Most school restrooms get labelled with the adjectives nasty, disgusting, or gross. This is because of the cycle of restroom neglect. Restroom neglect happens when school custodians find themselves ill-equipped for the task at hand. In this blog, we’ll discuss how to break the cycle.

Why Students Might Avoid Using School Restrooms

Foul odors 62 percent
Clogged toilets 30 percent
No doors on the stalls 23 percent
“They are scary and dangerous” 15 percent

Source: Opinion Research Corporation, Princeton, NJ.

For several years now, we have heard quite a bit about dirty and unsanitary school restrooms.  And the problem has intensified as school district after school district wrestles with the same dilemma. Budget cuts often target school cleaning and maintenance departments in greater proportion than other school sectors.

As a result of these budget cuts, many school lavatories languish in a state of disarray. They lack the essentials of good hygiene, including soap, toilet tissue, and paper towels. Doors or partitions have been removed. Walls and ceilings are covered with graffiti. Toilets and urinals are broken or clogged.  And because of cutbacks, reduced cleaning crews simply cannot devote the time necessary to adequately clean the restrooms.

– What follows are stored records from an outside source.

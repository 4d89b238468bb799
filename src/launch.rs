use std::ffi::CString;
use std::os::fd::{AsRawFd, OwnedFd, RawFd};

use nix::sys::socket::{self, AddressFamily, SockFlag, SockType};
use nix::unistd::{self, ForkResult, Gid, Pid, Uid};

use crate::env::ClientIdentity;
use crate::error::EngineError;
use crate::rule::Rule;

/// The fd range the child sweeps closed before exec. Covers
/// descriptors host libraries sometimes leak without setting close-on-exec;
/// fds 0-2 are the ones we deliberately wire up and must survive the sweep.
const CHILD_FD_SWEEP_RANGE: std::ops::Range<RawFd> = 3..16;

pub struct LaunchRequest<'a> {
    pub rule: &'a Rule,
    pub argv: &'a [Vec<u8>],
    pub stdin_payload: Option<&'a [u8]>,
    pub identity: &'a ClientIdentity,
    pub command_token: &'a str,
    /// `true` selects the v1 merged-stream wiring.
    pub protocol_v1: bool,
}

/// Parent-side handle to a launched child.
pub struct ChildHandle {
    pub pid: Pid,
    /// Parent-side end of the combined stdin/stdout socketpair (and, for v1,
    /// stderr too — all three muxed onto one descriptor).
    pub stdinout_fd: OwnedFd,
    /// Parent-side end of the dedicated stderr socketpair, protocol >= 2 only.
    pub stderr_fd: Option<OwnedFd>,
}

fn make_socketpair() -> Result<(OwnedFd, OwnedFd), EngineError> {
    // CLOEXEC on both ends: the surviving end gets re-dup'd onto 0/1/2 in the
    // child (dup2 clears CLOEXEC on the new descriptor), and the parent never
    // execs, so this only ever prevents an accidental leak.
    socket::socketpair(
        AddressFamily::Unix,
        SockType::Stream,
        None,
        SockFlag::SOCK_CLOEXEC,
    )
    .map_err(EngineError::Socketpair)
}

/// Set `fd` nonblocking via raw `fcntl`, bypassing `nix`'s fd-ownership
/// generics: this fd is a borrowed view into an `OwnedFd` the caller still
/// holds, not a value we're prepared to hand over.
fn set_nonblocking(fd: &OwnedFd) -> Result<(), EngineError> {
    let raw = fd.as_raw_fd();
    let flags = unsafe { libc::fcntl(raw, libc::F_GETFL) };
    if flags < 0 {
        return Err(EngineError::Io(std::io::Error::last_os_error()));
    }
    if unsafe { libc::fcntl(raw, libc::F_SETFL, flags | libc::O_NONBLOCK) } < 0 {
        return Err(EngineError::Io(std::io::Error::last_os_error()));
    }
    Ok(())
}

fn to_cstring(bytes: &[u8]) -> Result<CString, EngineError> {
    CString::new(bytes).map_err(|_| EngineError::ChildSetup(nix::Error::EINVAL))
}

/// Launch the child described by `req`. On success, returns the parent-side
/// descriptors; the caller hands these to the pump loop.
///
/// Every argv/env/identity string is converted to `CString` (and `/dev/null`
/// opened, if needed) before the fork below, so the forked child never
/// allocates or opens anything of its own before `exec` — only syscalls on
/// already-prepared values.
pub fn launch(req: &LaunchRequest<'_>) -> Result<ChildHandle, EngineError> {
    let (parent_io, child_io) = make_socketpair()?;
    let stderr_pair = if req.protocol_v1 {
        None
    } else {
        Some(make_socketpair()?)
    };

    // Prepare everything that needs allocation before forking.
    let program_path = to_cstring(req.rule.program.as_bytes())?;
    let argv_c: Vec<CString> = req
        .argv
        .iter()
        .map(|a| to_cstring(a))
        .collect::<Result<_, _>>()?;
    let argv_ptrs: Vec<&std::ffi::CStr> = argv_c.iter().map(|c| c.as_c_str()).collect();

    let overlay =
        crate::env::build_child_env(req.identity, req.command_token).map_err(|_| {
            EngineError::ChildSetup(nix::Error::EINVAL)
        })?;
    let env_c: Vec<CString> = crate::env::merged_environment(overlay)
        .into_iter()
        .map(|kv| to_cstring(&kv))
        .collect::<Result<_, _>>()?;
    let env_ptrs: Vec<&std::ffi::CStr> = env_c.iter().map(|c| c.as_c_str()).collect();

    let drop_identity = req
        .rule
        .drops_privileges()
        .then(|| -> Result<(CString, Uid, Gid), EngineError> {
            let user_c = to_cstring(req.rule.run_as_user.as_ref().unwrap().as_bytes())?;
            Ok((
                user_c,
                Uid::from_raw(req.rule.run_as_uid as libc::uid_t),
                Gid::from_raw(req.rule.run_as_gid as libc::gid_t),
            ))
        })
        .transpose()?;

    let stdin_present = req.stdin_payload.is_some();

    // Opened here, not post-fork: the child only dup2s this, never opens it
    // itself, so it performs no allocation or syscall that could race another
    // thread's malloc arena lock at fork time.
    let devnull = if stdin_present {
        None
    } else {
        std::fs::File::open("/dev/null").ok()
    };

    // SAFETY: single-threaded per request; the child performs only syscalls
    // on the already-prepared CStrings/fds above before exec.
    match unsafe { unistd::fork() }.map_err(EngineError::Fork)? {
        ForkResult::Parent { child } => {
            // Close the child-side ends in the parent (descriptor hygiene).
            drop(child_io);
            drop(devnull);
            set_nonblocking(&parent_io)?;
            let stderr_fd = match stderr_pair {
                Some((parent_stderr, child_stderr)) => {
                    drop(child_stderr);
                    set_nonblocking(&parent_stderr)?;
                    Some(parent_stderr)
                }
                None => None,
            };
            Ok(ChildHandle {
                pid: child,
                stdinout_fd: parent_io,
                stderr_fd,
            })
        }
        ForkResult::Child => {
            child_setup_and_exec(
                parent_io,
                child_io,
                stderr_pair,
                stdin_present,
                devnull,
                program_path,
                &argv_ptrs,
                &env_ptrs,
                drop_identity,
            );
            unreachable!("child_setup_and_exec always exits the process");
        }
    }
}

/// Runs entirely in the forked child. Any failure exits with status 255
/// and never writes to stdout/stderr — only
/// to the process's own stderr as a last resort, which is acceptable because
/// at that point the wiring that would deliver it to the client has not been
/// established yet.
fn child_setup_and_exec(
    parent_io: OwnedFd,
    child_io: OwnedFd,
    stderr_pair: Option<(OwnedFd, OwnedFd)>,
    stdin_present: bool,
    devnull: Option<std::fs::File>,
    program_path: CString,
    argv: &[&std::ffi::CStr],
    envp: &[&std::ffi::CStr],
    drop_identity: Option<(CString, Uid, Gid)>,
) -> ! {
    let bail = || -> ! { std::process::exit(255) };

    // 1. Close parent-side ends.
    drop(parent_io);
    let child_stderr_fd = stderr_pair.map(|(parent, child)| {
        drop(parent);
        child
    });

    // 2. stdin: dup child_io onto fd 0 if a payload exists, else the
    //    already-opened /dev/null handed down from before the fork.
    if stdin_present {
        if unsafe { libc::dup2(child_io.as_raw_fd(), libc::STDIN_FILENO) } < 0 {
            bail();
        }
    } else {
        unsafe { libc::close(libc::STDIN_FILENO) };
        // Best-effort: failure (here or in the pre-fork open) leaves fd 0
        // closed, child sees immediate EOF.
        if let Some(f) = devnull {
            let _ = unsafe { libc::dup2(f.as_raw_fd(), libc::STDIN_FILENO) };
        }
    }

    // 3. stdout (and, for v1, stderr) onto child_io; v2 stderr onto its own pair.
    if unsafe { libc::dup2(child_io.as_raw_fd(), libc::STDOUT_FILENO) } < 0 {
        bail();
    }
    match child_stderr_fd {
        Some(child_stderr) => {
            if unsafe { libc::dup2(child_stderr.as_raw_fd(), libc::STDERR_FILENO) } < 0 {
                bail();
            }
            drop(child_stderr);
        }
        None => {
            if unsafe { libc::dup2(child_io.as_raw_fd(), libc::STDERR_FILENO) } < 0 {
                bail();
            }
        }
    }

    // 4. Close the now-duplicated original.
    drop(child_io);

    // 5. Defensive fd sweep against fork-inheritance hazards.
    for fd in CHILD_FD_SWEEP_RANGE {
        unsafe { libc::close(fd) };
    }

    // 7. Identity drop (env is inherited via execve's envp, not setenv, so no
    //    separate step is needed for step 6 beyond building envp below).
    if let Some((user_c, uid, gid)) = drop_identity {
        if unistd::initgroups(&user_c, gid).is_err() {
            bail();
        }
        if unistd::setgid(gid).is_err() {
            bail();
        }
        if unistd::setuid(uid).is_err() {
            bail();
        }
    }

    // 8. exec.
    let _ = unistd::execve(&program_path, argv, envp);
    bail();
}
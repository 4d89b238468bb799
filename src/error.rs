use std::io;

/// Never shown to the client verbatim — the dispatcher is the single place
/// that turns one of these into the wire-level `INTERNAL` error code plus a
/// `tracing::error!` line, per the information-hiding policy that no
/// diagnostic detail about *why* a command failed to launch should leak to
/// the requester.
#[derive(Debug, thiserror::Error)]
pub enum EngineError {
    #[error("socketpair() failed: {0}")]
    Socketpair(#[source] nix::Error),

    #[error("fork() failed: {0}")]
    Fork(#[source] nix::Error),

    #[error("child setup failed before exec: {0}")]
    ChildSetup(#[source] nix::Error),

    #[error("waitpid() failed: {0}")]
    Wait(#[source] nix::Error),

    #[error("failed to register mio event source: {0}")]
    Poll(#[source] io::Error),

    #[error("I/O error on child channel: {0}")]
    Io(#[source] io::Error),
}
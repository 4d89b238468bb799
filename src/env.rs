/// Identity of the authenticated requester, handed down to the child as
/// environment variables.
#[derive(Debug, Clone)]
pub struct ClientIdentity {
    pub user: String,
    pub ipaddress: String,
    pub hostname: Option<String>,
}

/// Build the `KEY=VALUE` environment entries to set in the child before exec.
/// These five names (`REMUSER`, `REMOTE_USER`, `REMOTE_ADDR`, `REMOTE_HOST`,
/// `REMCTL_COMMAND`) are an interface contract with user commands; changing
/// them is a breaking change.
///
/// `command` is the request's command token (`REMCTL_COMMAND`). Returns an
/// error if any value would contain a NUL byte, which cannot be represented
/// in a C environment string and is therefore a fatal setup error.
pub fn build_child_env(identity: &ClientIdentity, command: &str) -> Result<Vec<(String, String)>, String> {
    let mut entries = vec![
        ("REMUSER".to_string(), identity.user.clone()),
        ("REMOTE_USER".to_string(), identity.user.clone()),
        ("REMOTE_ADDR".to_string(), identity.ipaddress.clone()),
        ("REMCTL_COMMAND".to_string(), command.to_string()),
    ];
    if let Some(hostname) = &identity.hostname {
        entries.push(("REMOTE_HOST".to_string(), hostname.clone()));
    }

    for (key, value) in &entries {
        if value.contains('\0') {
            return Err(format!("{key} contains NUL"));
        }
    }

    Ok(entries)
}

/// Build the child's full `envp`: the server process's own inherited
/// environment, with `overlay` (the five `REMCTL_*` entries from
/// `build_child_env`) replacing any same-named inherited variable.
///
/// `exec` replaces the process image but not its environment block by
/// itself — passing only `overlay` as `envp` would wipe `PATH`, `HOME`,
/// `LD_LIBRARY_PATH`, and everything else the command needs, not merely set
/// the five remctl-specific variables §4.3 step 6 calls for.
pub fn merged_environment(overlay: Vec<(String, String)>) -> Vec<Vec<u8>> {
    use std::os::unix::ffi::OsStrExt;

    let overlay_keys: Vec<&str> = overlay.iter().map(|(k, _)| k.as_str()).collect();

    let mut entries: Vec<Vec<u8>> = std::env::vars_os()
        .filter(|(k, _)| !overlay_keys.contains(&k.to_string_lossy().as_ref()))
        .map(|(k, v)| {
            let mut kv = k.as_bytes().to_vec();
            kv.push(b'=');
            kv.extend_from_slice(v.as_bytes());
            kv
        })
        .collect();

    for (k, v) in overlay {
        let mut kv = k.into_bytes();
        kv.push(b'=');
        kv.extend_from_slice(v.as_bytes());
        entries.push(kv);
    }

    entries
}
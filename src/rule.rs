use serde::{Deserialize, Deserializer, Serialize, Serializer};

/// A match key in a rule's `command` or `subcommand` slot.
///
/// Config files spell this as a plain string: the literal tokens `ALL` and
/// `EMPTY` are sentinels, anything else is a literal match key.
#[derive(Debug, Clone, PartialEq, Eq)]
pub enum MatchToken {
    /// Matches any token at this position, including absence.
    All,
    /// Matches only when the token is absent from the request.
    Empty,
    /// Matches exactly this literal token.
    Literal(String),
}

impl MatchToken {
    fn matches(&self, token: Option<&str>) -> bool {
        match self {
            MatchToken::All => true,
            MatchToken::Empty => token.is_none(),
            MatchToken::Literal(lit) => token == Some(lit.as_str()),
        }
    }
}

impl From<&str> for MatchToken {
    fn from(value: &str) -> Self {
        match value {
            "ALL" => MatchToken::All,
            "EMPTY" => MatchToken::Empty,
            other => MatchToken::Literal(other.to_string()),
        }
    }
}

impl Serialize for MatchToken {
    fn serialize<S: Serializer>(&self, serializer: S) -> Result<S::Ok, S::Error> {
        match self {
            MatchToken::All => serializer.serialize_str("ALL"),
            MatchToken::Empty => serializer.serialize_str("EMPTY"),
            MatchToken::Literal(lit) => serializer.serialize_str(lit),
        }
    }
}

impl<'de> Deserialize<'de> for MatchToken {
    fn deserialize<D: Deserializer<'de>>(deserializer: D) -> Result<Self, D::Error> {
        let raw = String::deserialize(deserializer)?;
        Ok(MatchToken::from(raw.as_str()))
    }
}

/// One configured command/subcommand binding.
#[derive(Debug, Clone, Serialize, Deserialize)]
pub struct Rule {
    pub command: MatchToken,
    pub subcommand: MatchToken,
    /// Absolute path of the executable to run.
    pub program: String,
    /// Opaque ACL payload, consumed only by the `AclChecker` collaborator.
    pub acl: String,
    pub run_as_user: Option<String>,
    #[serde(default)]
    pub run_as_uid: i64,
    #[serde(default)]
    pub run_as_gid: i64,
    /// `0` = no stdin argument, `N` = 1-based argument position, `-1` = last argument.
    #[serde(default)]
    pub stdin_arg_index: i32,
    pub summary_subcommand: Option<String>,
    pub help_subcommand: Option<String>,
    /// 1-based argument positions whose values are masked before logging.
    #[serde(default)]
    pub sensitive_args: Vec<usize>,
}

impl Rule {
    /// Whether this rule's identity-drop fields should be applied.
    pub fn drops_privileges(&self) -> bool {
        self.run_as_user.is_some() && self.run_as_uid > 0
    }

    /// `argv[0]`: the basename of `program`.
    pub fn program_basename(&self) -> &str {
        match self.program.rfind('/') {
            Some(idx) => &self.program[idx + 1..],
            None => &self.program,
        }
    }
}

/// The full, ordered rule table for one config generation.
///
/// Order is authoritative: `resolve` returns the first match.
#[derive(Debug, Clone, Default, Serialize, Deserialize)]
pub struct RuleTable(pub Vec<Rule>);

impl RuleTable {
    pub fn rules(&self) -> &[Rule] {
        &self.0
    }
}

/// Resolve `(command, subcommand)` against the rule table. First match wins.
pub fn resolve<'a>(
    rules: &'a RuleTable,
    command: Option<&str>,
    subcommand: Option<&str>,
) -> Option<&'a Rule> {
    rules
        .rules()
        .iter()
        .find(|rule| rule.command.matches(command) && rule.subcommand.matches(subcommand))
}
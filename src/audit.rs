use crate::rule::Rule;

/// Mask argument positions the matched rule marks as sensitive before they
/// ever reach a log line, per the rule's `sensitive_args`.
///
/// `args` are the argument chunks (1-based position = `offset + 1`), already
/// lossily decoded to `String` for display purposes only — masking never
/// affects the bytes actually sent to the child.
pub fn masked_command_line(command: &str, subcommand: Option<&str>, args: &[String], rule: Option<&Rule>) -> String {
    let mut parts = vec![command.to_string()];
    if let Some(sub) = subcommand {
        parts.push(sub.to_string());
    }

    let sensitive: &[usize] = rule.map(|r| r.sensitive_args.as_slice()).unwrap_or(&[]);
    for (offset, arg) in args.iter().enumerate() {
        let position = offset + 1;
        if sensitive.contains(&position) {
            parts.push("***".to_string());
        } else {
            parts.push(arg.clone());
        }
    }

    parts.join(" ")
}

/// The audit sink interface.
/// The default path routes through `tracing`; implement this trait for the
/// one piece of behavior a deployment may want to redirect elsewhere (e.g. a
/// dedicated audit log file distinct from the daemon's general log).
pub trait AuditSink {
    fn record_command(&self, user: &str, masked_command_line: &str);
}

/// Default sink: emits one `tracing::info!` event per command.
pub struct TracingAuditSink;

impl AuditSink for TracingAuditSink {
    fn record_command(&self, user: &str, masked_command_line: &str) {
        tracing::info!(user, command = masked_command_line, "command dispatched");
    }
}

These problems do not only plague poor or inner city school districts as some might suspect. Schools in rural areas as well as suburbs struggle with restroom maintenance problems. In fact, in the Los Angeles area, a local television news program investigated restroom cleaning and maintenance in public schools. They found significant problems in some of the areas most upscale neighborhoods, such as Malibu and Newport Beach.

The Problems Created by Restroom Neglect

Ill-kept and unsanitary restrooms create many problems for schools.  First, they send a negative message to teachers and students. They say that they are not important enough to have clean, well-maintained restrooms. This can demoralize students and hurt the learning process.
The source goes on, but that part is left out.